L’equilibrio proviene dalla postura dell’angelo: non vola, riesce a stare in equilibrio su di una gamba sola, mentre versa il contenuto nelle coppe. Il liquido è acqua, associata simbolicamente all’emotività, cioè saper utilizzare emozioni in modo armonico senza collassi, di fatti con l’acqua l’angelo ha contatto solo con il piede destro.
È il compromesso tra comprensione e tolleranza, se utilizziamo queste due virtù riusciremmo a comunicare senza aspettative dall’altro. Le coppe interagiscono tra loro, ma sono libere e separate l’una dall’altra in modo da mantenere la loro natura, stando in questo modo comunicare non è il rifiuto ma accettare le differenze ed amare ma non unirsi con l’altro, cioè stabilire un legame che può essere profondo. La temperanza cerca opportunità per riunire gli opposti. L’essere temperati significa avere moderazione, saper avere un autocontrollo verso sé stessi, un giusto equilibrio su tutto.

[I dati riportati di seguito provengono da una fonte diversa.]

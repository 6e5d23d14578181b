//! Data-driven dispatch for the arithmetic/logical opcode space.
//!
//! Every (operand class, funct6) pair maps to a small [`OpSpec`] descriptor
//! carrying the operation tag, the width-resize behavior, and the legality
//! flags the decoder needs. The unary groups (extension, conversion) key on
//! the vs1 field as well. Keeping the whole opcode space in one lookup makes
//! each entry individually testable.

use crate::decoder::request::MicroOp;
use crate::isa::funct3;
use crate::isa::funct6::{ext, fcvt, opf, opi, opm};

/// Operand sourcing class, decoded from funct3.
#[derive(Clone, Copy, Debug, PartialEq, Eq)]
pub enum OperandClass {
    /// Integer vector-vector.
    Ivv,
    /// Integer vector-scalar (integer register).
    Ivx,
    /// Integer vector-immediate.
    Ivi,
    /// Mask/multiply vector-vector.
    Mvv,
    /// Mask/multiply vector-scalar.
    Mvx,
    /// Floating-point vector-vector.
    Fvv,
    /// Floating-point vector-scalar (FP register).
    Fvf,
}

impl OperandClass {
    /// Maps a funct3 value to its class; the configuration class has no
    /// dispatch entry.
    pub fn from_funct3(funct3: u32) -> Option<Self> {
        match funct3 {
            funct3::OPIVV => Some(Self::Ivv),
            funct3::OPFVV => Some(Self::Fvv),
            funct3::OPMVV => Some(Self::Mvv),
            funct3::OPIVI => Some(Self::Ivi),
            funct3::OPIVX => Some(Self::Ivx),
            funct3::OPFVF => Some(Self::Fvf),
            funct3::OPMVX => Some(Self::Mvx),
            _ => None,
        }
    }

    /// Whether the rs1 position names a vector register (as opposed to a
    /// scalar register or immediate).
    pub fn vs1_is_vector(self) -> bool {
        matches!(self, Self::Ivv | Self::Mvv | Self::Fvv)
    }

    /// Whether this class is a floating-point form.
    pub fn is_fp(self) -> bool {
        matches!(self, Self::Fvv | Self::Fvf)
    }
}

/// How an operation's element widths relate to the configured width.
#[derive(Clone, Copy, Debug, Default, PartialEq, Eq)]
pub enum Resize {
    /// All operands at the configured width.
    #[default]
    Same,
    /// Sources at the configured width, destination one step wider.
    WideDest,
    /// Destination and vs2 one step wider, vs1 at the configured width
    /// (the ".w" forms).
    WideSrc2,
    /// vs2 one step wider, destination and shift amount at the configured
    /// width; the second operand is zero-extended by the backend.
    NarrowSrc2,
    /// vs2 one width step below the destination (extension by 2).
    ExtendHalf,
    /// vs2 two width steps below the destination (extension by 4).
    ExtendQuarter,
    /// vs2 three width steps below the destination (extension by 8).
    ExtendEighth,
}

impl Resize {
    /// Width-step delta of the destination relative to the configured width.
    pub fn dest_delta(self) -> i8 {
        match self {
            Self::WideDest | Self::WideSrc2 => 1,
            _ => 0,
        }
    }

    /// Width-step delta of vs2 relative to the configured width.
    pub fn vs2_delta(self) -> i8 {
        match self {
            Self::WideSrc2 | Self::NarrowSrc2 => 1,
            Self::ExtendHalf => -1,
            Self::ExtendQuarter => -2,
            Self::ExtendEighth => -3,
            _ => 0,
        }
    }
}

/// Dispatch descriptor for one opcode-space entry.
#[derive(Clone, Copy, Debug, PartialEq, Eq)]
pub struct OpSpec {
    /// Operation tag forwarded to the backend.
    pub op: MicroOp,
    /// Operand width relationship.
    pub resize: Resize,
    /// The destination is read as an extra source before being overwritten.
    pub vd_is_source: bool,
    /// The destination holds a one-bit-per-element mask result.
    pub mask_result: bool,
    /// Both vector sources are single mask registers (the mask-logic
    /// forms), exempt from the group alignment rule.
    pub mask_sources: bool,
    /// The backend must swap the two operands (reverse-operand forms).
    pub swap_operands: bool,
    /// The rs1 position is a sub-operation code, not an operand (extension
    /// and conversion groups).
    pub unary: bool,
    /// The immediate form takes an unsigned 5-bit value (shift amounts and
    /// slide offsets) instead of the default sign-extended one.
    pub zext_imm: bool,
}

impl OpSpec {
    const fn new(op: MicroOp) -> Self {
        Self {
            op,
            resize: Resize::Same,
            vd_is_source: false,
            mask_result: false,
            mask_sources: false,
            swap_operands: false,
            unary: false,
            zext_imm: false,
        }
    }

    const fn resize(mut self, resize: Resize) -> Self {
        self.resize = resize;
        self
    }

    const fn vd_source(mut self) -> Self {
        self.vd_is_source = true;
        self
    }

    const fn mask(mut self) -> Self {
        self.mask_result = true;
        self
    }

    const fn mask_logic(mut self) -> Self {
        self.mask_result = true;
        self.mask_sources = true;
        self
    }

    const fn swapped(mut self) -> Self {
        self.swap_operands = true;
        self
    }

    const fn unary(mut self) -> Self {
        self.unary = true;
        self
    }

    const fn uimm(mut self) -> Self {
        self.zext_imm = true;
        self
    }
}

/// Looks up the dispatch entry for one instruction.
///
/// `vs1` is the raw rs1-position field, consulted only by the unary groups
/// where it selects the sub-operation. Returns `None` for every encoding
/// the front end does not recognize, which the decoder reports as an
/// illegal instruction.
pub fn lookup(class: OperandClass, funct6: u32, vs1: u8) -> Option<OpSpec> {
    match class {
        OperandClass::Ivv | OperandClass::Ivx | OperandClass::Ivi => lookup_opi(class, funct6),
        OperandClass::Mvv | OperandClass::Mvx => lookup_opm(class, funct6, vs1),
        OperandClass::Fvv | OperandClass::Fvf => lookup_opf(class, funct6, vs1),
    }
}

fn lookup_opi(class: OperandClass, funct6: u32) -> Option<OpSpec> {
    use MicroOp as Op;
    let spec = match funct6 {
        opi::VADD => OpSpec::new(Op::Add),
        // vsub has no .vi form; vrsub exists only in the scalar forms.
        opi::VSUB if class != OperandClass::Ivi => OpSpec::new(Op::Sub),
        opi::VRSUB if class != OperandClass::Ivv => OpSpec::new(Op::Rsub).swapped(),
        opi::VMINU if class != OperandClass::Ivi => OpSpec::new(Op::Minu),
        opi::VMIN if class != OperandClass::Ivi => OpSpec::new(Op::Min),
        opi::VMAXU if class != OperandClass::Ivi => OpSpec::new(Op::Maxu),
        opi::VMAX if class != OperandClass::Ivi => OpSpec::new(Op::Max),
        opi::VAND => OpSpec::new(Op::And),
        opi::VOR => OpSpec::new(Op::Or),
        opi::VXOR => OpSpec::new(Op::Xor),
        opi::VSLIDEUP if class != OperandClass::Ivv => OpSpec::new(Op::SlideUp).uimm(),
        opi::VSLIDEDOWN if class != OperandClass::Ivv => OpSpec::new(Op::SlideDown).uimm(),
        opi::VMERGE => OpSpec::new(Op::Merge),
        opi::VMSEQ => OpSpec::new(Op::Mseq).mask(),
        opi::VMSNE => OpSpec::new(Op::Msne).mask(),
        opi::VMSLTU if class != OperandClass::Ivi => OpSpec::new(Op::Msltu).mask(),
        opi::VMSLT if class != OperandClass::Ivi => OpSpec::new(Op::Mslt).mask(),
        opi::VMSLEU => OpSpec::new(Op::Msleu).mask(),
        opi::VMSLE => OpSpec::new(Op::Msle).mask(),
        opi::VMSGTU if class != OperandClass::Ivv => OpSpec::new(Op::Msgtu).mask(),
        opi::VMSGT if class != OperandClass::Ivv => OpSpec::new(Op::Msgt).mask(),
        opi::VSLL => OpSpec::new(Op::Sll).uimm(),
        opi::VSRL => OpSpec::new(Op::Srl).uimm(),
        opi::VSRA => OpSpec::new(Op::Sra).uimm(),
        opi::VNSRL => OpSpec::new(Op::Srl).resize(Resize::NarrowSrc2).uimm(),
        opi::VNSRA => OpSpec::new(Op::Sra).resize(Resize::NarrowSrc2).uimm(),
        _ => return None,
    };
    Some(spec)
}

fn lookup_opm(class: OperandClass, funct6: u32, vs1: u8) -> Option<OpSpec> {
    use MicroOp as Op;
    let spec = match funct6 {
        opm::VXUNARY0 if class == OperandClass::Mvv => match u32::from(vs1) {
            ext::ZEXT_VF2 => OpSpec::new(Op::Zext).resize(Resize::ExtendHalf).unary(),
            ext::SEXT_VF2 => OpSpec::new(Op::Sext).resize(Resize::ExtendHalf).unary(),
            ext::ZEXT_VF4 => OpSpec::new(Op::Zext).resize(Resize::ExtendQuarter).unary(),
            ext::SEXT_VF4 => OpSpec::new(Op::Sext).resize(Resize::ExtendQuarter).unary(),
            ext::ZEXT_VF8 => OpSpec::new(Op::Zext).resize(Resize::ExtendEighth).unary(),
            ext::SEXT_VF8 => OpSpec::new(Op::Sext).resize(Resize::ExtendEighth).unary(),
            _ => return None,
        },
        opm::VSLIDE1UP if class == OperandClass::Mvx => OpSpec::new(Op::Slide1Up),
        opm::VSLIDE1DOWN if class == OperandClass::Mvx => OpSpec::new(Op::Slide1Down),
        opm::VMANDN if class == OperandClass::Mvv => OpSpec::new(Op::Mandn).mask_logic(),
        opm::VMAND if class == OperandClass::Mvv => OpSpec::new(Op::Mand).mask_logic(),
        opm::VMOR if class == OperandClass::Mvv => OpSpec::new(Op::Mor).mask_logic(),
        opm::VMXOR if class == OperandClass::Mvv => OpSpec::new(Op::Mxor).mask_logic(),
        opm::VMORN if class == OperandClass::Mvv => OpSpec::new(Op::Morn).mask_logic(),
        opm::VMNAND if class == OperandClass::Mvv => OpSpec::new(Op::Mnand).mask_logic(),
        opm::VMNOR if class == OperandClass::Mvv => OpSpec::new(Op::Mnor).mask_logic(),
        opm::VMXNOR if class == OperandClass::Mvv => OpSpec::new(Op::Mxnor).mask_logic(),
        opm::VMULHU => OpSpec::new(Op::Mulhu),
        opm::VMUL => OpSpec::new(Op::Mul),
        opm::VMULHSU => OpSpec::new(Op::Mulhsu),
        opm::VMULH => OpSpec::new(Op::Mulh),
        opm::VMADD => OpSpec::new(Op::Madd).vd_source(),
        opm::VNMSUB => OpSpec::new(Op::Nmsub).vd_source(),
        opm::VMACC => OpSpec::new(Op::Macc).vd_source(),
        opm::VNMSAC => OpSpec::new(Op::Nmsac).vd_source(),
        opm::VWADDU => OpSpec::new(Op::Waddu).resize(Resize::WideDest),
        opm::VWADD => OpSpec::new(Op::Wadd).resize(Resize::WideDest),
        opm::VWSUBU => OpSpec::new(Op::Wsubu).resize(Resize::WideDest),
        opm::VWSUB => OpSpec::new(Op::Wsub).resize(Resize::WideDest),
        opm::VWADDU_W => OpSpec::new(Op::Waddu).resize(Resize::WideSrc2),
        opm::VWADD_W => OpSpec::new(Op::Wadd).resize(Resize::WideSrc2),
        opm::VWSUBU_W => OpSpec::new(Op::Wsubu).resize(Resize::WideSrc2),
        opm::VWSUB_W => OpSpec::new(Op::Wsub).resize(Resize::WideSrc2),
        opm::VWMULU => OpSpec::new(Op::Wmulu).resize(Resize::WideDest),
        opm::VWMULSU => OpSpec::new(Op::Wmulsu).resize(Resize::WideDest),
        opm::VWMUL => OpSpec::new(Op::Wmul).resize(Resize::WideDest),
        opm::VWMACCU => OpSpec::new(Op::Wmaccu).resize(Resize::WideDest).vd_source(),
        opm::VWMACC => OpSpec::new(Op::Wmacc).resize(Resize::WideDest).vd_source(),
        opm::VWMACCUS if class == OperandClass::Mvx => {
            OpSpec::new(Op::Wmaccus).resize(Resize::WideDest).vd_source()
        }
        opm::VWMACCSU => OpSpec::new(Op::Wmaccsu).resize(Resize::WideDest).vd_source(),
        _ => return None,
    };
    Some(spec)
}

fn lookup_opf(class: OperandClass, funct6: u32, vs1: u8) -> Option<OpSpec> {
    use MicroOp as Op;
    let spec = match funct6 {
        opf::VFADD => OpSpec::new(Op::FAdd),
        opf::VFSUB => OpSpec::new(Op::FSub),
        opf::VFMIN => OpSpec::new(Op::FMin),
        opf::VFMAX => OpSpec::new(Op::FMax),
        opf::VFSGNJ => OpSpec::new(Op::FSgnj),
        opf::VFSGNJN => OpSpec::new(Op::FSgnjn),
        opf::VFSGNJX => OpSpec::new(Op::FSgnjx),
        opf::VFUNARY0 if class == OperandClass::Fvv => match u32::from(vs1) {
            fcvt::F_TO_XU => OpSpec::new(Op::FCvtFToXu).unary(),
            fcvt::F_TO_X => OpSpec::new(Op::FCvtFToX).unary(),
            fcvt::XU_TO_F => OpSpec::new(Op::FCvtXuToF).unary(),
            fcvt::X_TO_F => OpSpec::new(Op::FCvtXToF).unary(),
            fcvt::WIDEN_F_TO_F => OpSpec::new(Op::FCvtWiden).resize(Resize::WideDest).unary(),
            fcvt::NARROW_F_TO_F => OpSpec::new(Op::FCvtNarrow).resize(Resize::NarrowSrc2).unary(),
            _ => return None,
        },
        opf::VFMERGE if class == OperandClass::Fvf => OpSpec::new(Op::FMerge),
        opf::VMFEQ => OpSpec::new(Op::Mfeq).mask(),
        opf::VMFLE => OpSpec::new(Op::Mfle).mask(),
        opf::VMFLT => OpSpec::new(Op::Mflt).mask(),
        opf::VMFNE => OpSpec::new(Op::Mfne).mask(),
        opf::VMFGT if class == OperandClass::Fvf => OpSpec::new(Op::Mfgt).mask(),
        opf::VMFGE if class == OperandClass::Fvf => OpSpec::new(Op::Mfge).mask(),
        opf::VFDIV => OpSpec::new(Op::FDiv),
        opf::VFRDIV if class == OperandClass::Fvf => OpSpec::new(Op::FRdiv).swapped(),
        opf::VFMUL => OpSpec::new(Op::FMul),
        opf::VFRSUB if class == OperandClass::Fvf => OpSpec::new(Op::FRsub).swapped(),
        opf::VFMADD => OpSpec::new(Op::FMadd).vd_source(),
        opf::VFNMADD => OpSpec::new(Op::FNmadd).vd_source(),
        opf::VFMSUB => OpSpec::new(Op::FMsub).vd_source(),
        opf::VFNMSUB => OpSpec::new(Op::FNmsub).vd_source(),
        opf::VFMACC => OpSpec::new(Op::FMacc).vd_source(),
        opf::VFNMACC => OpSpec::new(Op::FNmacc).vd_source(),
        opf::VFMSAC => OpSpec::new(Op::FMsac).vd_source(),
        opf::VFNMSAC => OpSpec::new(Op::FNmsac).vd_source(),
        opf::VFWADD => OpSpec::new(Op::FWadd).resize(Resize::WideDest),
        opf::VFWSUB => OpSpec::new(Op::FWsub).resize(Resize::WideDest),
        opf::VFWADD_W => OpSpec::new(Op::FWadd).resize(Resize::WideSrc2),
        opf::VFWSUB_W => OpSpec::new(Op::FWsub).resize(Resize::WideSrc2),
        opf::VFWMUL => OpSpec::new(Op::FWmul).resize(Resize::WideDest),
        opf::VFWMACC => OpSpec::new(Op::FWmacc).resize(Resize::WideDest).vd_source(),
        opf::VFWNMACC => OpSpec::new(Op::FWnmacc).resize(Resize::WideDest).vd_source(),
        opf::VFWMSAC => OpSpec::new(Op::FWmsac).resize(Resize::WideDest).vd_source(),
        opf::VFWNMSAC => OpSpec::new(Op::FWnmsac).resize(Resize::WideDest).vd_source(),
        _ => return None,
    };
    Some(spec)
}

Quando abbiamo un problema sia dal punto di vista fisico, mentale o emotivo, questa carta ci invita ad avere calma e pazientare per il tempo di ripresa.
La carta della Temperanza assume diverso significato se sta nel dritto significa: avere un’ottimo equilibrio per la capacità di gestire la vita con calma; la virtù della pazienza, dare tempo alle cose per guarire o per crescere; avere adattamento, l’attrazione tra forze opposte per l’unione armoniosa; la guarigione avere un recupero sia fisico sia mentale.
Ma se la carta della Temperanza fosse al rovescio assume significati negativi del tipo: avere disarmonia, una perdita del controllo o avere degli eccessi, avere l’impazienza, avere fretta che rovina i progetti, possedere uno squilibrio cioè la difficoltà a mediare tra le situazioni e per ultimo una stasi, blocchi inconsci dovuti a indecisione.